Why would this (ostensibly) be horrible?  Well (the argument goes) you’d then have two Big Ten teams (Ohio State and Michigan) in the playoffs who didn’t even win their conference.  Some people think this would be a travesty.

I disagree.  Winning (or not winning) a conference is essentially meaningless.  That’s because it’s entirely possible to win the conference with a shitty record.

Image result for big 10 trophy

First, we have to discuss how the Big Ten champ is chosen.  There are 14 teams in the Big Ten, not 10. (We’re already in Twilight Zone territory here).  7 of the teams are in the West division, and 7 are in the East.  Each year, each team plays 4 non-conference games, and 8 conference games; of those 8, 6 are in the same division, and 2 in the other division.  The winner of the West will play the winner of the East to determine the Big Ten conference champ.

Suppose, in the East, Michigan, Ohio State, and Maryland all post 11-1 records; each losing only one division game to one of the other two.  Based on arcane tie-breaks, one of these (presumably) good teams will be invited to the Big Ten championship.  Let’s say it’s Maryland.

In the West, however, imagine that all 7 teams have identical 3-9 records.  They achieve this by losing all non-divisional games, and splitting their West division games 3-3.  One of these (crappy) teams will go to the Big Ten championship game by tie-break.  Let’s say it’s Iowa.

So it’s Maryland (11-1) vs. Iowa (3-9).  Maybe Iowa wins on a fluke (Maryland’s QB gets the flu, or a ref gives the game to Iowa by awarding a 5th down…these things happen).   Despite this head-to-head result, is anyone really going to rank the now 4-9 Iowa Hawkeyes over the 11-2 Maryland Terrapins?  Of course not.
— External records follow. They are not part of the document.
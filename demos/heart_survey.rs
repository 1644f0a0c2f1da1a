//! End-to-end heart disease risk assessment demo.
//!
//! Stands in for the two out-of-scope collaborators around the pipeline: the
//! input collector (answers come from a JSON file or the form defaults) and
//! the result presenter (the label becomes a headline plus advisory text).
//!
//! Writes a demonstration artifact bundle with hand-specified logistic
//! weights, loads it back through the startup path, and scores the answers.
//!
//! Run with: cargo run --example heart_survey [answers.json]
//! Set RUST_LOG=debug to watch the artifact loading.

use heartrisk_rs::model::{ClassifierParams, LogisticParams};
use heartrisk_rs::scaling::StandardScalerParams;
use heartrisk_rs::{load_pipeline, ArtifactBundle, ColumnManifest, RawAnswers, RiskLabel};
use std::error::Error;

/// Columns the demonstration model is "trained" against, with Sex_Female,
/// ChestPainType_ATA, RestingECG_Normal, ExerciseAngina_N and ST_Slope_Up as
/// the dropped baseline categories.
const DEMO_COLUMNS: [&str; 15] = [
    "Age",
    "RestingBP",
    "Cholesterol",
    "FastingBS",
    "MaxHR",
    "Oldpeak",
    "Sex_Male",
    "ChestPainType_ASY",
    "ChestPainType_NAP",
    "ChestPainType_TA",
    "RestingECG_LVH",
    "RestingECG_ST",
    "ExerciseAngina_Y",
    "ST_Slope_Down",
    "ST_Slope_Flat",
];

/// Hand-specified demonstration artifacts.
///
/// Scaler statistics approximate the training cohort; the logistic weights
/// encode the textbook directions (ST depression, exercise angina, a flat or
/// descending ST slope and asymptomatic chest pain push toward high risk,
/// a high achieved heart rate pulls away from it).
fn demo_bundle() -> ArtifactBundle {
    let manifest = ColumnManifest::from_names(
        DEMO_COLUMNS.iter().map(|s| s.to_string()).collect(),
    )
    .expect("demo columns follow the survey schema");

    let mean = vec![
        53.5, 132.4, 198.8, 0.23, 136.8, 0.89, // numeric cohort means
        0.79, 0.54, 0.22, 0.05, 0.20, 0.19, 0.40, 0.07, 0.50,
    ];
    let scale = vec![
        9.4, 18.5, 109.4, 0.42, 25.5, 1.07, // numeric cohort deviations
        0.41, 0.50, 0.41, 0.22, 0.40, 0.39, 0.49, 0.25, 0.50,
    ];

    let weights = vec![
        0.35, 0.15, 0.10, 0.30, -0.45, 0.55, // Age..Oldpeak
        0.40, 0.80, -0.10, 0.05, 0.10, 0.15, 0.70, 0.50, 0.95,
    ];

    ArtifactBundle {
        manifest,
        scaler: StandardScalerParams {
            mean,
            scale,
            n_features: DEMO_COLUMNS.len(),
        },
        classifier: ClassifierParams::Logistic(LogisticParams {
            weights,
            bias: -0.8,
        }),
    }
}

fn read_answers() -> Result<RawAnswers, Box<dyn Error>> {
    match std::env::args().nth(1) {
        Some(path) => {
            let text = std::fs::read_to_string(&path)?;
            let answers: RawAnswers = serde_json::from_str(&text)?;
            println!("Answers loaded from {}", path);
            Ok(answers)
        }
        None => {
            println!("No answers file given; using the form defaults.");
            Ok(RawAnswers::default())
        }
    }
}

fn present(label: RiskLabel) {
    println!();
    println!("=== Result: {} ===", label);
    match label {
        RiskLabel::HighRisk => {
            println!("Heart disease risk detected.");
            println!("  - Contact your doctor within 24-48 hours");
            println!("  - Schedule heart tests (ECG, echocardiogram)");
            println!("  - Monitor blood pressure daily");
            println!("  - Move to a heart-healthy diet; quit smoking if applicable");
        }
        RiskLabel::LowRisk => {
            println!("Heart health looks good.");
            println!("  - Keep up regular exercise (150 min/week)");
            println!("  - Balanced diet with fruits and vegetables");
            println!("  - Annual checkups for prevention");
        }
    }
    println!();
    println!(
        "This assessment is for educational purposes only and is not a \
         substitute for professional medical advice."
    );
}

fn main() -> Result<(), Box<dyn Error>> {
    env_logger::init();

    // Export the demonstration artifacts, then load them back through the
    // same startup path a real deployment would use.
    let model_dir = std::env::temp_dir().join("heartrisk-demo-models");
    std::fs::create_dir_all(&model_dir)?;
    demo_bundle().save(&model_dir)?;
    println!("Demo artifacts written to {}", model_dir.display());

    let pipeline = load_pipeline(&model_dir)?;
    println!(
        "Pipeline ready: {} feature columns.",
        pipeline.manifest().len()
    );

    let answers = read_answers()?;

    // Out-of-domain answers are the collector's job to reject, so reject
    // them here, before the pipeline sees anything.
    answers.validate()?;

    let label = pipeline.assess(&answers)?;
    present(label);

    Ok(())
}
//! # heartrisk-rs
//!
//! Survey-to-risk inference pipeline for a pre-trained heart disease
//! classifier. Raw health-survey answers are deterministically encoded into
//! the numeric feature vector the model was trained against, standardized
//! with the pre-fit scaler, and classified into a binary risk label.
//!
//! There is no learning here: the classifier, the scaling transform, and the
//! column manifest are externally supplied artifacts, loaded once at process
//! start and treated as opaque. What this crate owns is the one piece of real
//! logic between a filled-in form and a displayed result: column-aligned
//! one-hot encoding, the positional scaling/classification contract, and the
//! decision mapping.
//!
//! ## Core Design Principles
//!
//! - **Manifest-driven encoding**: the ordered column manifest is an explicit
//!   input, never ambient state; the one-hot expansion and the zero-fill for
//!   absent columns are table-driven from it.
//! - **Artifacts as injected dependencies**: the scaler and classifier sit
//!   behind two narrow traits ([`FeatureScaler`], [`BinaryClassifier`]), so
//!   tests substitute fakes without touching persistence.
//! - **Stateless per request**: every assessment is an independent pass over
//!   read-only artifacts; a single [`RiskPipeline`] serves concurrent
//!   requests without locking.
//! - **Fail at startup, not mid-request**: artifact loading and every shape
//!   cross-check happen before the first request; a served pipeline cannot
//!   disagree with itself on vector width.
//!
//! ## Quick Start
//!
//! ```ignore
//! use heartrisk_rs::{load_pipeline, RawAnswers};
//!
//! // Load columns.json, scaler.bin, model.bin; any missing artifact is a
//! // StartupError and nothing is served.
//! let pipeline = load_pipeline("models/")?;
//!
//! let answers = RawAnswers::default();
//! let label = pipeline.assess(&answers)?;
//! println!("{}", label); // HIGH RISK or LOW RISK
//! ```
//!
//! ## Module Structure
//!
//! - `survey` — typed survey answers and categorical vocabularies
//! - `manifest` — ordered training-time column names, schema-validated
//! - `encoding` — manifest-aligned feature vector assembly
//! - `traits` — the scaler/classifier seams
//! - `scaling` — pre-fit standard scaling transform
//! - `model` — logistic and decision-forest classifier artifacts
//! - `pipeline` — encode → scale → classify → label
//! - `artifact` — one-shot startup loading of the three artifacts
//! - `serialization` — byte-level persistence for parameter structs

pub mod artifact;
pub mod encoding;
pub mod error;
pub mod manifest;
pub mod model;
pub mod pipeline;
pub mod scaling;
pub mod serialization;
pub mod survey;
pub mod traits;

pub use artifact::{load_pipeline, ArtifactBundle};
pub use encoding::{encode, FeatureVector};
pub use error::{DomainError, PredictError, StartupError};
pub use manifest::ColumnManifest;
pub use pipeline::{RiskLabel, RiskPipeline};
pub use survey::RawAnswers;
pub use traits::{BinaryClassifier, FeatureScaler};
Here’s the mathematical reason that conference championships are meaningless: all they tell you is that you’re the best team out of a subset of teams.  And that doesn’t really tell you much at all.

Suppose we had a tournament for BIG COUNTRIES.  Who would you rank among the top BIG COUNTRIES?  My top four would be Russia, Canada, USA, and China.  “But wait!” says Algeria.  “I won the Africa division!  And the USA is smaller than Canada and so didn’t even win its division!”
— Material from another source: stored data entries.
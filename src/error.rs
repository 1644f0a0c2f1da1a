//! Error types for the risk pipeline.
//!
//! Two families, matching the two phases of the crate's life:
//! - [`StartupError`]: artifact loading failed; fatal, the pipeline must not
//!   serve requests.
//! - [`PredictError`]: a single request failed; surfaced synchronously to the
//!   caller and never retried (a shape or invocation failure indicates drift
//!   between artifacts, not a transient condition).
//!
//! [`DomainError`] belongs to the input collector, not the pipeline: the
//! pipeline assumes in-domain answers and performs no range validation of its
//! own.

use std::fmt;

/// Error raised while loading the startup artifacts.
///
/// Every variant is fatal. Predictions cannot be served unless the manifest,
/// the scaler, and the classifier all loaded and agree on vector width; there
/// is no degraded mode.
#[derive(Debug)]
pub enum StartupError {
    /// An artifact file does not exist at the expected path.
    MissingArtifact { name: &'static str, path: String },
    /// An artifact file exists but could not be read.
    Io { name: &'static str, detail: String },
    /// An artifact file was read but could not be decoded or is internally
    /// inconsistent.
    Corrupt { name: &'static str, detail: String },
    /// The column manifest contains a name outside the known column schema,
    /// a duplicate, or no columns at all.
    InvalidManifest(String),
    /// The manifest and the fitted artifacts disagree on vector width.
    ShapeDisagreement {
        manifest: usize,
        scaler: usize,
        classifier: usize,
    },
}

impl fmt::Display for StartupError {
    fn fmt(&self, f: &mut fmt::Formatter<'_>) -> fmt::Result {
        match self {
            StartupError::MissingArtifact { name, path } => {
                write!(f, "Missing artifact: {} not found at {}", name, path)
            }
            StartupError::Io { name, detail } => {
                write!(f, "I/O error reading {}: {}", name, detail)
            }
            StartupError::Corrupt { name, detail } => {
                write!(f, "Corrupt artifact: {}: {}", name, detail)
            }
            StartupError::InvalidManifest(msg) => {
                write!(f, "Invalid manifest: {}", msg)
            }
            StartupError::ShapeDisagreement {
                manifest,
                scaler,
                classifier,
            } => {
                write!(
                    f,
                    "Shape disagreement: manifest has {} columns, scaler expects {}, classifier expects {}",
                    manifest, scaler, classifier
                )
            }
        }
    }
}

impl std::error::Error for StartupError {}

/// Error raised while scoring a single request.
#[derive(Debug)]
pub enum PredictError {
    /// Feature vector width does not match what the fitted transform expects.
    /// Never padded or truncated.
    InputShape { expected: usize, got: usize },
    /// The classifier rejected its input or produced an out-of-range output.
    ModelInvocation(String),
}

impl fmt::Display for PredictError {
    fn fmt(&self, f: &mut fmt::Formatter<'_>) -> fmt::Result {
        match self {
            PredictError::InputShape { expected, got } => {
                write!(
                    f,
                    "Input shape mismatch: expected {} features, got {}",
                    expected, got
                )
            }
            PredictError::ModelInvocation(msg) => {
                write!(f, "Model invocation failed: {}", msg)
            }
        }
    }
}

impl std::error::Error for PredictError {}

/// A survey answer outside its stated domain.
///
/// Produced by [`crate::survey::RawAnswers::validate`] for the input
/// collector's benefit. The pipeline itself never raises this.
#[derive(Debug, Clone, PartialEq)]
pub struct DomainError {
    pub field: &'static str,
    pub value: f64,
    pub min: f64,
    pub max: f64,
}

impl fmt::Display for DomainError {
    fn fmt(&self, f: &mut fmt::Formatter<'_>) -> fmt::Result {
        write!(
            f,
            "{} out of domain: {} not in [{}, {}]",
            self.field, self.value, self.min, self.max
        )
    }
}

impl std::error::Error for DomainError {}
If we want to pick the BIG COUNTRIES, then being the biggest country in your continent is meaningless.  Similarly, if we want to find the best teams, finding the best teams in conference divisions is meaningless.
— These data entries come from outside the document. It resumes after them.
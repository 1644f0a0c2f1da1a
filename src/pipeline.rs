//! The assembled risk pipeline: encode, scale, classify, label.
//!
//! One [`RiskPipeline`] owns the three read-only artifacts and serves any
//! number of requests. Each request is a single linear pass with no
//! intermediate states, no waiting, and no shared mutable state, so one
//! instance can back concurrent requests without locking.

use crate::encoding::encode;
use crate::error::{PredictError, StartupError};
use crate::manifest::ColumnManifest;
use crate::survey::RawAnswers;
use crate::traits::{BinaryClassifier, FeatureScaler};
use std::fmt;

/// Binary risk outcome handed to the presentation layer.
///
/// The only two values this pipeline produces; an error is surfaced as an
/// error, never folded into a label.
#[derive(Clone, Copy, Debug, PartialEq, Eq)]
pub enum RiskLabel {
    HighRisk,
    LowRisk,
}

impl fmt::Display for RiskLabel {
    fn fmt(&self, f: &mut fmt::Formatter<'_>) -> fmt::Result {
        match self {
            RiskLabel::HighRisk => write!(f, "HIGH RISK"),
            RiskLabel::LowRisk => write!(f, "LOW RISK"),
        }
    }
}

/// Survey-to-label inference pipeline around three pre-loaded artifacts.
///
/// Construction cross-checks the artifacts' shapes so a width drift fails at
/// startup instead of on the first request. After that the pipeline is
/// immutable; [`assess`](Self::assess) takes `&self` and is safe to call from
/// many threads at once.
pub struct RiskPipeline {
    manifest: ColumnManifest,
    scaler: Box<dyn FeatureScaler + Send + Sync>,
    classifier: Box<dyn BinaryClassifier + Send + Sync>,
}

impl RiskPipeline {
    /// Assemble a pipeline, verifying that manifest, scaler, and classifier
    /// agree on vector width.
    pub fn new(
        manifest: ColumnManifest,
        scaler: Box<dyn FeatureScaler + Send + Sync>,
        classifier: Box<dyn BinaryClassifier + Send + Sync>,
    ) -> Result<Self, StartupError> {
        let widths = (
            manifest.len(),
            scaler.n_features_in(),
            classifier.n_features_in(),
        );
        if widths.0 != widths.1 || widths.1 != widths.2 {
            return Err(StartupError::ShapeDisagreement {
                manifest: widths.0,
                scaler: widths.1,
                classifier: widths.2,
            });
        }

        Ok(Self {
            manifest,
            scaler,
            classifier,
        })
    }

    /// The column manifest this pipeline encodes against.
    pub fn manifest(&self) -> &ColumnManifest {
        &self.manifest
    }

    /// Score one survey response.
    ///
    /// Encode against the manifest, apply the pre-fit scaling transform, run
    /// the classifier, and map its {0, 1} output to a [`RiskLabel`]. Any
    /// failure propagates immediately; nothing is retried.
    pub fn assess(&self, answers: &RawAnswers) -> Result<RiskLabel, PredictError> {
        let vector = encode(answers, &self.manifest);
        let scaled = self.scaler.transform(vector.as_slice())?;
        let class = self.classifier.predict(&scaled)?;

        match class {
            1 => Ok(RiskLabel::HighRisk),
            0 => Ok(RiskLabel::LowRisk),
            other => Err(PredictError::ModelInvocation(format!(
                "classifier produced non-binary class {}",
                other
            ))),
        }
    }
}

#[cfg(test)]
mod tests {
    use super::*;
    use crate::manifest::test_manifest;
    use crate::survey::StSlope;

    /// Pass-through scaler for a fixed width.
    struct IdentityScaler {
        width: usize,
    }

    impl FeatureScaler for IdentityScaler {
        fn transform(&self, features: &[f64]) -> Result<Vec<f64>, PredictError> {
            if features.len() != self.width {
                return Err(PredictError::InputShape {
                    expected: self.width,
                    got: features.len(),
                });
            }
            Ok(features.to_vec())
        }

        fn n_features_in(&self) -> usize {
            self.width
        }
    }

    /// Classifies on a single feature position against a threshold.
    struct ThresholdClassifier {
        width: usize,
        position: usize,
        threshold: f64,
    }

    impl BinaryClassifier for ThresholdClassifier {
        fn predict(&self, features: &[f64]) -> Result<u8, PredictError> {
            if features.len() != self.width {
                return Err(PredictError::ModelInvocation(format!(
                    "classifier expects {} features, got {}",
                    self.width,
                    features.len()
                )));
            }
            Ok(if features[self.position] > self.threshold {
                1
            } else {
                0
            })
        }

        fn n_features_in(&self) -> usize {
            self.width
        }
    }

    /// Always reports a class outside {0, 1}.
    struct BrokenClassifier {
        width: usize,
    }

    impl BinaryClassifier for BrokenClassifier {
        fn predict(&self, _features: &[f64]) -> Result<u8, PredictError> {
            Ok(2)
        }

        fn n_features_in(&self) -> usize {
            self.width
        }
    }

    fn oldpeak_pipeline(threshold: f64) -> RiskPipeline {
        let manifest = test_manifest();
        let width = manifest.len();
        let position = manifest.position("Oldpeak").unwrap();
        RiskPipeline::new(
            manifest,
            Box::new(IdentityScaler { width }),
            Box::new(ThresholdClassifier {
                width,
                position,
                threshold,
            }),
        )
        .unwrap()
    }

    #[test]
    fn test_assess_maps_one_to_high_risk() {
        let pipeline = oldpeak_pipeline(3.0);

        let mild = RawAnswers {
            oldpeak: 1.0,
            ..RawAnswers::default()
        };
        let severe = RawAnswers {
            oldpeak: 5.5,
            ..RawAnswers::default()
        };

        assert_eq!(pipeline.assess(&mild).unwrap(), RiskLabel::LowRisk);
        assert_eq!(pipeline.assess(&severe).unwrap(), RiskLabel::HighRisk);
    }

    #[test]
    fn test_assess_is_stateless_across_requests() {
        let pipeline = oldpeak_pipeline(3.0);
        let answers = RawAnswers::default();

        let first = pipeline.assess(&answers).unwrap();
        let second = pipeline.assess(&answers).unwrap();
        assert_eq!(first, second);
    }

    #[test]
    fn test_assess_survives_unmatched_composite() {
        // Down has no manifest column in test_manifest; the signal drops
        // silently and assessment still succeeds.
        let pipeline = oldpeak_pipeline(3.0);
        let answers = RawAnswers {
            st_slope: StSlope::Down,
            ..RawAnswers::default()
        };

        assert!(pipeline.assess(&answers).is_ok());
    }

    #[test]
    fn test_new_rejects_shape_disagreement() {
        let manifest = test_manifest();
        let width = manifest.len();

        let result = RiskPipeline::new(
            manifest,
            Box::new(IdentityScaler { width }),
            Box::new(ThresholdClassifier {
                width: width + 4,
                position: 0,
                threshold: 0.0,
            }),
        );
        assert!(matches!(
            result,
            Err(StartupError::ShapeDisagreement { .. })
        ));
    }

    #[test]
    fn test_assess_propagates_scaler_shape_error() {
        // Scaler fit for a different width than the manifest cannot be
        // assembled; simulate drift by building the scaler mismatch inside
        // the fake instead.
        struct DriftingScaler {
            claimed: usize,
            actual: usize,
        }
        impl FeatureScaler for DriftingScaler {
            fn transform(&self, features: &[f64]) -> Result<Vec<f64>, PredictError> {
                Err(PredictError::InputShape {
                    expected: self.actual,
                    got: features.len(),
                })
            }
            fn n_features_in(&self) -> usize {
                self.claimed
            }
        }

        let manifest = test_manifest();
        let width = manifest.len();
        let pipeline = RiskPipeline::new(
            manifest,
            Box::new(DriftingScaler {
                claimed: width,
                actual: width + 1,
            }),
            Box::new(ThresholdClassifier {
                width,
                position: 0,
                threshold: 0.0,
            }),
        )
        .unwrap();

        let result = pipeline.assess(&RawAnswers::default());
        assert!(matches!(result, Err(PredictError::InputShape { .. })));
    }

    #[test]
    fn test_assess_rejects_non_binary_class() {
        let manifest = test_manifest();
        let width = manifest.len();
        let pipeline = RiskPipeline::new(
            manifest,
            Box::new(IdentityScaler { width }),
            Box::new(BrokenClassifier { width }),
        )
        .unwrap();

        let result = pipeline.assess(&RawAnswers::default());
        assert!(matches!(result, Err(PredictError::ModelInvocation(_))));
    }

    #[test]
    fn test_pipeline_is_send_and_sync() {
        fn assert_send_sync<T: Send + Sync>() {}
        assert_send_sync::<RiskPipeline>();
    }

    #[test]
    fn test_risk_label_display() {
        assert_eq!(RiskLabel::HighRisk.to_string(), "HIGH RISK");
        assert_eq!(RiskLabel::LowRisk.to_string(), "LOW RISK");
    }
}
One way to mitigate this problem is to eliminate conference divisions entirely.  In the hypothetical scenario mentioned above, if the Big Ten just had one 14-team division, then Iowa would stay home and Maryland would play Michigan (say) for the conference title.  Still not perfect, but we’d definitely know then that a good team had won the conference.

I’m not lobbying for any sort of change in the NCAA playoff selection rules.  I have every expectation that the committee will do the right thing, regardless of whether Washington wins or not.  Their ranking Ohio State #2 despite not even going to the Big Ten title game is indicative of that.  What I am advocating for is for people to shut up about conference champions.

Hey, Algeria: just because you’re the biggest country in Africa doesn’t make you a top-4 country.